Les éleveurs mobilisés pour le maintien de l’abattoir de Blancafort

Le devenir de cet outil jugé indispensable pour la filière régionale inquiète très sérieusement les éleveurs. Et la FNSEA CVL reste sceptique sur la stratégie d’entreprise du Groupe LDC.

L e 3 juillet, la section avicole régionale de la FNSEA CVL invitait le Groupe LDC pour échanger sur le devenir de la filière avicole régionale, en particulier sur l’avenir de l’abattoir de Blancafort. Bruno Mousset, directeur du pôle amont de LDC, s’est prêté au jeu face aux éleveurs  représentants du Centre-Val de Loire et Cornélia Perrier, technicocommerciale chez Huttepain Aliments.

LE MARCHÉ DE LA DINDE EN FORT RETRAIT

La filière dinde française est en difficulté depuis vingt ans. Elle enregistre une baisse continue de la production, passant de  2 millions de dindes produites en 2004 à 600 000 dindes en 2024. Le consommateur privilégie le poulet qui représente 80 % des achats de volailles, contre 13 % d’achats de dinde. Cette évolution s’explique par une forte progression de la génétique « poulet » contribuant à un rendement de découpe difficilement accessible pour la dinde. Le marché international, essentiellement européen, n’est également pas favorable à la dinde française : « L’Allemagne et la Belgique élèvent des souches plus grosses et plus rentables car elles s’adressent également au marché de la charcuterie, avec un meilleur équilibre matière que la France », précise Bruno Mousset.

Face à ce constat, le Groupe LDC, dont la politique d’entreprise est avant tout une recherche de compétitivité et une spécialisation des sites pour améliorer sa performance, s’adapte en réduisant son nombre d’abattoirs de dindes (celui-ci est passé de 10 en 2016 à 5 en 2025).

UN MANQUE DE DÉBOUCHÉS

Le Groupe LDC a racheté l’abattoir de Blancafort au Groupe Avril en 2015, et en a fait un site d’abattage et de découpe primaire de dindes 100 % halal. Le site compte environ 130 salariés permanents et une quarantaine d’intérimaires. Depuis 2018, l’abattoir est en déficit de 27 millions d’euros cumulés, la perte s’élevant de 800 000 à 1 million d’euros par mois ces derniers temps. Les charges de structure ne sont plus couvertes et l’abattoir est obligé d’être alimenté par les autres sites du groupe pour fonctionner. Le débouché est le principal problème de ce site d’abattage qui n’a pas de ligne de transformation propre et travaille à 60 % pour les autres sites du groupe LDC. Le reste de sa production est à destination des grossistes en forte concurrence avec le marché européen.

De plus, pour le Groupe LDC, le bassin de l’emploi est dépourvu de personnes prêtes à rester dans l’entreprise, rendant l’acquisition de compétences instable.
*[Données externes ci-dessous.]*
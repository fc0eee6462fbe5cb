//! Telegram platform adapter
//!
//! Renders [`CommandOutput`] into Telegram messages: converts keyboards
//! through the callback codec, shares locations, maps formats to parse modes
//! and falls back to plain text when formatted delivery fails. Also hosts the
//! callback dispatch entry for inline-button taps.

use async_trait::async_trait;
use teloxide::prelude::*;
use teloxide::types::{
    ChatId, InlineKeyboardButton, InlineKeyboardMarkup, KeyboardButton, KeyboardMarkup, MessageId,
    ParseMode, ReplyMarkup, User,
};
use url::Url;

use crate::callback::codec::{self, MAX_CALLBACK_DATA_BYTES};
use crate::callback::manager::CallbackManager;
use crate::core::error::{BotError, BotResult};
use crate::core::types::{
    CommandInput, CommandOutput, InteractionKeyboard, MessageFormat, Platform, UserRef,
};
use crate::platform::PlatformAdapter;
use crate::presentation::messages;

pub struct TelegramAdapter {
    bot: Bot,
}

impl TelegramAdapter {
    pub fn new(bot: Bot) -> Self {
        Self { bot }
    }

    fn parse_mode(format: MessageFormat) -> Option<ParseMode> {
        match format {
            MessageFormat::Plain => None,
            MessageFormat::Markdown => Some(ParseMode::Markdown),
            MessageFormat::Html => Some(ParseMode::Html),
        }
    }

    fn convert_button(button: &crate::core::types::InteractionButton) -> Option<InlineKeyboardButton> {
        if let Some(data) = &button.callback_data {
            let wire = codec::serialize(data);
            if wire.len() > MAX_CALLBACK_DATA_BYTES {
                // The platform rejects oversized payloads outright
                log::warn!(
                    "Callback data exceeds {} bytes, button dropped: {}",
                    MAX_CALLBACK_DATA_BYTES,
                    wire
                );
                return None;
            }
            return Some(InlineKeyboardButton::callback(button.text.clone(), wire));
        }

        if let Some(url) = &button.url {
            return match Url::parse(url) {
                Ok(parsed) => Some(InlineKeyboardButton::url(button.text.clone(), parsed)),
                Err(e) => {
                    log::warn!("Invalid URL button dropped ({}): {}", url, e);
                    None
                }
            };
        }

        None
    }

    fn convert_keyboard(keyboard: &InteractionKeyboard) -> Option<ReplyMarkup> {
        if keyboard.inline {
            Some(ReplyMarkup::InlineKeyboard(Self::inline_markup(keyboard)))
        } else {
            let rows = keyboard
                .buttons
                .iter()
                .map(|row| row.iter().map(|b| KeyboardButton::new(b.text.clone())).collect())
                .collect::<Vec<Vec<_>>>();
            Some(ReplyMarkup::Keyboard(
                KeyboardMarkup::new(rows).resize_keyboard().one_time_keyboard(),
            ))
        }
    }

    fn inline_markup(keyboard: &InteractionKeyboard) -> InlineKeyboardMarkup {
        let rows = keyboard
            .buttons
            .iter()
            .map(|row| row.iter().filter_map(Self::convert_button).collect())
            .collect::<Vec<Vec<_>>>();
        InlineKeyboardMarkup::new(rows)
    }

    /// Sends a fresh message (location first when present)
    pub async fn send(&self, chat_id: ChatId, output: &CommandOutput) -> BotResult<()> {
        if let Some(location) = output.location {
            self.bot
                .send_location(chat_id, location.latitude, location.longitude)
                .await?;
        }

        let markup = output.keyboard.as_ref().and_then(Self::convert_keyboard);
        let bodies: Vec<&str> = if output.messages.is_empty() {
            vec![output.text.as_str()]
        } else {
            output.messages.iter().map(String::as_str).collect()
        };

        for body in bodies {
            let mut request = self.bot.send_message(chat_id, body);
            if let Some(mode) = Self::parse_mode(output.format) {
                request = request.parse_mode(mode);
            }
            if let Some(markup) = markup.clone() {
                request = request.reply_markup(markup);
            }

            if let Err(e) = request.await {
                log::error!("Failed to send formatted message to {}: {}", chat_id, e);
                // Plain-text fallback so the user still gets an answer
                self.bot.send_message(chat_id, strip_formatting(body)).await?;
            }
        }

        Ok(())
    }

    /// Edits a message in place, falling back to a fresh send
    pub async fn edit(&self, chat_id: ChatId, message_id: MessageId, output: &CommandOutput) -> BotResult<()> {
        // Location payloads cannot be edited into an existing text message
        if output.location.is_some() {
            return self.send(chat_id, output).await;
        }

        let mut request = self.bot.edit_message_text(chat_id, message_id, &output.text);
        if let Some(mode) = Self::parse_mode(output.format) {
            request = request.parse_mode(mode);
        }
        if let Some(keyboard) = output.keyboard.as_ref().filter(|k| k.inline) {
            request = request.reply_markup(Self::inline_markup(keyboard));
        }

        if let Err(e) = request.await {
            log::warn!("Failed to edit message {} in chat {}: {}", message_id, chat_id, e);
            return self.send(chat_id, output).await;
        }

        Ok(())
    }

    /// Dispatch entry for an inline-button tap
    ///
    /// Decode failure is terminal for the event: the user gets the generic
    /// "could not process" reply and the tap is dropped, never retried.
    pub async fn handle_callback(
        &self,
        raw: &str,
        chat_id: ChatId,
        message_id: MessageId,
        user: &User,
        callbacks: &CallbackManager,
    ) -> BotResult<()> {
        let data = match codec::deserialize(raw) {
            Ok(data) => data,
            Err(e) => {
                log::error!("Failed to decode callback data {:?}: {}", raw, e);
                self.send(chat_id, &CommandOutput::html(messages::errors::ACTION_PROCESS_ERROR))
                    .await?;
                return Ok(());
            }
        };

        let input = CommandInput {
            platform: Some(Platform::Telegram),
            user: Some(UserRef {
                id: user.id.0.to_string(),
                name: Some(user.first_name.clone()),
            }),
            message_id: Some(message_id.0),
            ..Default::default()
        };

        let output = callbacks.handle_callback(data, input).await;
        if output.is_empty() {
            return Ok(());
        }

        if output.edit_message {
            self.edit(chat_id, message_id, &output).await
        } else {
            self.send(chat_id, &output).await
        }
    }
}

#[async_trait]
impl PlatformAdapter for TelegramAdapter {
    async fn send_message(&self, chat_id: &str, output: &CommandOutput) -> BotResult<()> {
        let id = parse_chat_id(chat_id)?;
        self.send(id, output).await
    }

    async fn edit_message(&self, chat_id: &str, message_id: &str, output: &CommandOutput) -> BotResult<()> {
        let id = parse_chat_id(chat_id)?;
        let message_id = message_id
            .parse::<i32>()
            .map_err(|_| BotError::Validation(format!("invalid message id: {}", message_id)))?;
        self.edit(id, MessageId(message_id), output).await
    }
}

fn parse_chat_id(chat_id: &str) -> BotResult<ChatId> {
    chat_id
        .parse::<i64>()
        .map(ChatId)
        .map_err(|_| BotError::Validation(format!("invalid chat id: {}", chat_id)))
}

/// Strips HTML tags and markdown markers for the plain-text fallback path
fn strip_formatting(text: &str) -> String {
    let mut result = String::with_capacity(text.len());
    let mut in_tag = false;
    for c in text.chars() {
        match c {
            '<' => in_tag = true,
            '>' if in_tag => in_tag = false,
            '*' | '_' | '`' if !in_tag => {}
            c if !in_tag => result.push(c),
            _ => {}
        }
    }
    result
        .replace("&amp;", "&")
        .replace("&lt;", "<")
        .replace("&gt;", ">")
}

#[cfg(test)]
mod tests {
    use super::*;

    #[test]
    fn test_strip_formatting_removes_tags_and_markers() {
        assert_eq!(strip_formatting("<b>Olá</b> *mundo*"), "Olá mundo");
        assert_eq!(strip_formatting("a &lt; b &amp; c"), "a < b & c");
    }

    #[test]
    fn test_parse_chat_id() {
        assert!(parse_chat_id("123456").is_ok());
        assert!(parse_chat_id("-1001234").is_ok());
        assert!(parse_chat_id("abc").is_err());
    }

    #[test]
    fn test_parse_mode_mapping() {
        assert_eq!(TelegramAdapter::parse_mode(MessageFormat::Plain), None);
        assert_eq!(
            TelegramAdapter::parse_mode(MessageFormat::Html),
            Some(ParseMode::Html)
        );
    }
}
Le groupe LDC a investi plus de 17 millions d’euros depuis le rachat de l’abattoir en 2015 et a recentré l’activité uniquement sur de la découpe primaire pour s’adapter aux compétences. Face aux pertes qu’il ne peut plus absorber, il a envisagé plusieurs options stratégiques :

• la pérennité du dispositif à hauteur de 20 000 dindes produites par semaine, avec la réduction du nombre de salariés aux seuls permanents. • la recherche d’un autre acteur pour une reprise.
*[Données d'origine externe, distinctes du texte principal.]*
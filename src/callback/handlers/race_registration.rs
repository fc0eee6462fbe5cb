//! Race registration callback: hand out the external registration link

use std::sync::Arc;

use async_trait::async_trait;

use crate::callback::data::CallbackData;
use crate::callback::manager::CallbackHandler;
use crate::core::error::BotResult;
use crate::core::types::{CommandInput, CommandOutput};
use crate::presentation::{messages, views};
use crate::services::analytics::{events, track_detached, Analytics, AnalyticsApiService, TelegramContext};
use crate::services::races::RaceApiService;

pub struct RaceRegistrationCallbackHandler {
    races: Arc<RaceApiService>,
    analytics: Arc<AnalyticsApiService>,
}

impl RaceRegistrationCallbackHandler {
    pub fn new(races: Arc<RaceApiService>, analytics: Arc<AnalyticsApiService>) -> Self {
        Self { races, analytics }
    }
}

#[async_trait]
impl CallbackHandler for RaceRegistrationCallbackHandler {
    fn name(&self) -> &'static str {
        "RaceRegistrationCallbackHandler"
    }

    fn can_handle(&self, data: &CallbackData) -> bool {
        matches!(data, CallbackData::RaceRegistration { .. })
    }

    async fn handle(&self, input: CommandInput) -> BotResult<CommandOutput> {
        let Some(CallbackData::RaceRegistration { ref race_id, ref uf }) = input.callback_data else {
            return Ok(CommandOutput::html_edit(messages::errors::REGISTRATION_ERROR));
        };

        log::info!(
            "Handling race registration click for {} (user: {:?})",
            race_id,
            input.user_id()
        );

        let race = match self.races.get_race_by_id(race_id).await {
            Ok(Some(race)) => race,
            Ok(None) => return Ok(views::race_not_found_view()),
            Err(e) => {
                log::error!("Error in RaceRegistrationCallbackHandler: {}", e);
                return Ok(CommandOutput::html_edit(messages::errors::REGISTRATION_ERROR));
            }
        };

        // Click tracking happens off the response path
        if let Some(ctx) = TelegramContext::from_input(&input) {
            track_detached(
                Analytics::new(Arc::clone(&self.analytics), ctx),
                events::registration_click(&race),
            );
        }

        Ok(views::race_registration_view(&race, uf.as_deref()))
    }
}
• et la fermeture du site.

La possibilité de se reconvertir en découpe de poulets « lourds » a également été envisagée, mais n’a pas été retenue compte-tenu des contraintes de cette production (deux sites d’abattage :  mâle et un femelle, approvisionnement de 700 000 poulets par semaine, 450 emplois CDI par abattoir). Le Groupe LDC prévoit de prendre sa décision d’ici la fin de l’année 2024.

"On a des éleveurs performants, une région avec des forts potentiels, Blancafort est incontournable pour faire vivre cette filière"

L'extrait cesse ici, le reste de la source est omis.